> _BRIEF_
Locate the string "FailureReason" in the listing below. Copy every line where it is found.

> _DATA_

//! # Ballistics モジュール
//!
//! 射撃計算の窓口となる計算エンジンを提供します。
//!
//! 砲と目標の位置から水平距離・高低差・方向差を求め、仰角探索とヨー計算を組み合わせて
//! 1つの [`Report`] にまとめます。計算は入力だけに依存する純粋な処理で、
//! 呼び出し間で共有される状態はありません。
//!
//! ## 処理順序
//!
//! 1. **方向コードの解決**: 未知のコードなら計算せずに失敗レポートを返す
//! 2. **幾何の計算**: dx, dz, 水平距離, 高低差
//! 3. **仰角探索**: 設定された飛翔モデルで各仰角区間を走査
//! 4. **レポート生成**: 解の一覧とヨー、または失敗理由
//!
//! 複数目標の一括計算は [`BallisticEngine::solve_batch`] で並列に実行できます。

use thiserror::Error;
use tracing::{debug, info};

use crate::models::cannon::validate_mount;
use crate::models::*;

/// 1回の射撃計算の入力
#[derive(Debug, Clone, PartialEq)]
pub struct FiringRequest {
    pub origin: Position3D,
    pub target: Position3D,
    /// 設置方向コード（north/south/east/west または n/s/e/w）
    pub direction_code: String,
    pub yaw_offset_deg: f64,
    pub cannon_length: f64,
    pub axis_offset: f64,
    /// 初速 V0 [m/s]
    pub launch_speed: f64,
    pub pitch_ranges: Vec<PitchRange>,
}

impl FiringRequest {
    /// 検証済みの砲構成と目標位置から入力を組み立てる
    pub fn from_cannon(cannon: &CannonConfig, target: Position3D) -> Self {
        Self {
            origin: cannon.position,
            target,
            direction_code: cannon.direction.to_string(),
            yaw_offset_deg: cannon.yaw_offset_deg,
            cannon_length: cannon.length,
            axis_offset: cannon.axis_offset,
            launch_speed: cannon.muzzle_velocity.speed(),
            pitch_ranges: cannon.pitch_ranges().to_vec(),
        }
    }

    /// 入力フォームと同じ順序・文言で数値を検証する
    ///
    /// 砲の設置構成と同じ検証に、目標座標が有限であることを加えたもの。
    /// 計算本体は検証済みの入力を前提とし、再検証しない。
    pub fn validate(&self) -> Result<(), ModelError> {
        let (o, t) = (self.origin, self.target);
        validate_mount(
            &[o.x, o.y, o.z, t.x, t.y, t.z],
            self.cannon_length,
            self.launch_speed,
            self.yaw_offset_deg,
            self.axis_offset,
        )
    }
}

/// 一括計算のエラー
#[derive(Debug, Error)]
pub enum EngineError {
    #[error("ランタイムの作成に失敗しました: {0}")]
    Runtime(#[from] std::io::Error),
    #[error("計算タスクが異常終了しました: {0}")]
    Task(#[from] tokio::task::JoinError),
}

/// 射撃計算エンジン
#[derive(Debug, Clone, Copy)]
pub struct BallisticEngine {
    pub physics: PhysicsParams,
    pub strategy: TimeOfFlightStrategy,
}

impl BallisticEngine {
    pub fn new(physics: PhysicsParams, strategy: TimeOfFlightStrategy) -> Self {
        Self { physics, strategy }
    }

    /// 設定された方式の飛翔モデル
    pub fn flight_model(&self) -> Box<dyn IFlightModel + Send + Sync> {
        match self.strategy {
            TimeOfFlightStrategy::ClosedForm => Box::new(ClosedFormModel::new(self.physics)),
            TimeOfFlightStrategy::TickSimulation => Box::new(TickSimulationModel::new(self.physics)),
        }
    }

    /// 射撃計算（仰角の解とヨー、または失敗理由）
    pub fn ballistic_calc(&self, request: &FiringRequest) -> Report {
        let delta = request.target - request.origin;

        let yaw = match resolve_yaw_code(delta.x, delta.z, &request.direction_code, request.yaw_offset_deg) {
            Ok(yaw) => yaw,
            Err(reason) => {
                debug!("方向コードが不正です: {}", request.direction_code);
                return Report::Failed(reason);
            }
        };

        let aim = AimPoint::new(
            request.origin.distance_xz(&request.target),
            delta.y,
            request.cannon_length,
            request.axis_offset,
        );
        debug!(
            "射撃計算: 距離 {:.2}m, 高低差 {:.2}m, V0 {:.1}m/s, 方式 {}",
            aim.distance, aim.height, request.launch_speed, self.strategy
        );

        let model = self.flight_model();
        match find_angles(&*model, &self.physics, request.launch_speed, &aim, &request.pitch_ranges) {
            Ok(angles) => Report::solved(angles, yaw, &self.physics),
            Err(reason) => Report::Failed(reason),
        }
    }

    /// 複数の目標を並列に計算する
    ///
    /// 各計算は互いに独立しているため、ブロッキングタスクとしてそのまま並列実行する。
    /// 結果は入力と同じ順序で返す。
    pub fn solve_batch(
        &self,
        requests: Vec<(String, FiringRequest)>,
    ) -> Result<Vec<(String, Report)>, EngineError> {
        let runtime = tokio::runtime::Builder::new_multi_thread().build()?;
        let engine = *self;
        let total = requests.len();

        let results = runtime.block_on(async move {
            let handles: Vec<_> = requests
                .into_iter()
                .map(|(id, request)| {
                    tokio::task::spawn_blocking(move || {
                        let report = engine.ballistic_calc(&request);
                        (id, report)
                    })
                })
                .collect();

            let mut results = Vec::with_capacity(handles.len());
            for handle in handles {
                results.push(handle.await?);
            }
            Ok::<_, EngineError>(results)
        })?;

        let solved = results.iter().filter(|(_, report)| report.is_solved()).count();
        info!("一括計算完了: {}件中 {}件で解あり", total, solved);
        Ok(results)
    }
}

impl Default for BallisticEngine {
    fn default() -> Self {
        Self::new(PhysicsParams::default(), TimeOfFlightStrategy::default())
    }
}

#[cfg(test)]
mod tests {
    use super::*;
    use crate::models::cannon::CannonDirection;
    use crate::models::report::{FailureReason, RotationDirection};

    fn request(target: Position3D, speed: f64) -> FiringRequest {
        FiringRequest {
            origin: Position3D::new(0.0, 0.0, 0.0),
            target,
            direction_code: "east".to_string(),
            yaw_offset_deg: 0.0,
            cannon_length: 3.0,
            axis_offset: 0.0,
            launch_speed: speed,
            pitch_ranges: CannonType::Normal.pitch_ranges().to_vec(),
        }
    }

    #[test]
    fn test_target_due_east_needs_no_turn() {
        for strategy in [TimeOfFlightStrategy::ClosedForm, TimeOfFlightStrategy::TickSimulation] {
            let engine = BallisticEngine::new(PhysicsParams::default(), strategy);
            let report = engine.ballistic_calc(&request(Position3D::new(400.0, 0.0, 0.0), 160.0));
            match &report {
                Report::Solved { angles, yaw, .. } => {
                    assert!(!angles.is_empty() && angles.len() <= 2);
                    assert_eq!(yaw.rotation, RotationDirection::NotApplicable);
                }
                Report::Failed(reason) => panic!("{}: {}", strategy, reason),
            }
            let text = report.to_string();
            assert!(text.contains("Yaw: 0.00°"));
            assert!(text.ends_with("Rotation Direction: N/A"));
        }
    }

    #[test]
    fn test_target_at_pivot_solves_near_vertical() {
        for strategy in [TimeOfFlightStrategy::ClosedForm, TimeOfFlightStrategy::TickSimulation] {
            let engine = BallisticEngine::new(PhysicsParams::default(), strategy);
            let mut req = request(Position3D::new(0.0, 0.0, 0.0), 160.0);
            req.pitch_ranges = CannonType::NoLimit.pitch_ranges().to_vec();
            match engine.ballistic_calc(&req) {
                Report::Solved { angles, yaw, .. } => {
                    assert!(!angles.is_empty());
                    assert!(angles.iter().all(|a| a.angle_deg > 80.0 && a.angle_deg < 90.0));
                    assert_eq!(yaw.rotation, RotationDirection::NotApplicable);
                }
                Report::Failed(reason) => panic!("{}: {}", strategy, reason),
            }
        }
    }

    #[test]
    fn test_target_at_pivot_out_of_reach_for_low_pitch_cannon() {
        let engine = BallisticEngine::default();
        let report = engine.ballistic_calc(&request(Position3D::new(0.0, 0.0, 0.0), 160.0));
        assert_eq!(report, Report::Failed(FailureReason::OutOfRange));
    }

    #[test]
    fn test_slow_projectile_is_out_of_range() {
        // 50 m/s では水平到達距離が 100m に満たない
        let engine = BallisticEngine::default();
        let report = engine.ballistic_calc(&request(Position3D::new(100.0, 0.0, 0.0), 50.0));
        assert_eq!(report.to_string(), "Out of fire range");
    }

    #[test]
    fn test_runaway_simulation_report() {
        let engine = BallisticEngine::new(PhysicsParams::default(), TimeOfFlightStrategy::TickSimulation);
        let report = engine.ballistic_calc(&request(Position3D::new(1_000_000.0, -100_000.0, 0.0), 160.0));
        assert_eq!(report.to_string(), "Too many calculations");
    }

    #[test]
    fn test_invalid_direction_fails_fast() {
        let engine = BallisticEngine::default();
        let mut req = request(Position3D::new(400.0, 0.0, 0.0), 160.0);
        req.direction_code = "up".to_string();
        assert_eq!(
            engine.ballistic_calc(&req),
            Report::Failed(FailureReason::InvalidDirection("up".to_string()))
        );
    }

    #[test]
    fn test_request_validation_messages() {
        let base = request(Position3D::new(400.0, 0.0, 0.0), 160.0);
        assert!(base.validate().is_ok());

        let mut req = base.clone();
        req.cannon_length = 1.0;
        assert_eq!(req.validate(), Err(ModelError::InvalidCannonLength));

        let mut req = base.clone();
        req.launch_speed = 0.5;
        assert_eq!(req.validate(), Err(ModelError::InvalidMuzzleVelocity));

        let mut req = base.clone();
        req.yaw_offset_deg = -181.0;
        assert_eq!(req.validate(), Err(ModelError::InvalidYawOffset));
        assert_eq!(ModelError::InvalidYawOffset.to_string(), "Invalid yaw offset");

        let mut req = base;
        req.target.z = f64::NAN;
        assert_eq!(req.validate(), Err(ModelError::MissingValue));
    }

    #[test]
    fn test_from_cannon_converts_powder_charge() {
        let cannon = CannonConfig {
            position: Position3D::new(1.0, 2.0, 3.0),
            direction: CannonDirection::North,
            yaw_offset_deg: 0.0,
            length: 5.0,
            axis_offset: 1.0,
            muzzle_velocity: MuzzleVelocity::new(4.0, VelocityUnit::PowderCharge),
            cannon_type: CannonType::NoLimit,
        };
        let req = FiringRequest::from_cannon(&cannon, Position3D::new(0.0, 0.0, 0.0));
        assert_eq!(req.launch_speed, 160.0);
        assert_eq!(req.direction_code, "north");
        assert_eq!(req.pitch_ranges[1], PitchRange::new(30.0, 90.0));
    }

    #[test]
    fn test_batch_keeps_input_order() {
        let engine = BallisticEngine::default();
        let requests = vec![
            ("far".to_string(), request(Position3D::new(5_000.0, 0.0, 0.0), 160.0)),
            ("near".to_string(), request(Position3D::new(400.0, 0.0, 0.0), 160.0)),
        ];
        let results = engine.solve_batch(requests).unwrap();
        assert_eq!(results[0].0, "far");
        assert!(!results[0].1.is_solved());
        assert_eq!(results[1].0, "near");
        assert!(results[1].1.is_solved());
    }
}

> _SOLUTION TO THIS EXERCISE_
    use crate::models::report::{FailureReason, RotationDirection};
        assert_eq!(report, Report::Failed(FailureReason::OutOfRange));
            Report::Failed(FailureReason::InvalidDirection("up".to_string()))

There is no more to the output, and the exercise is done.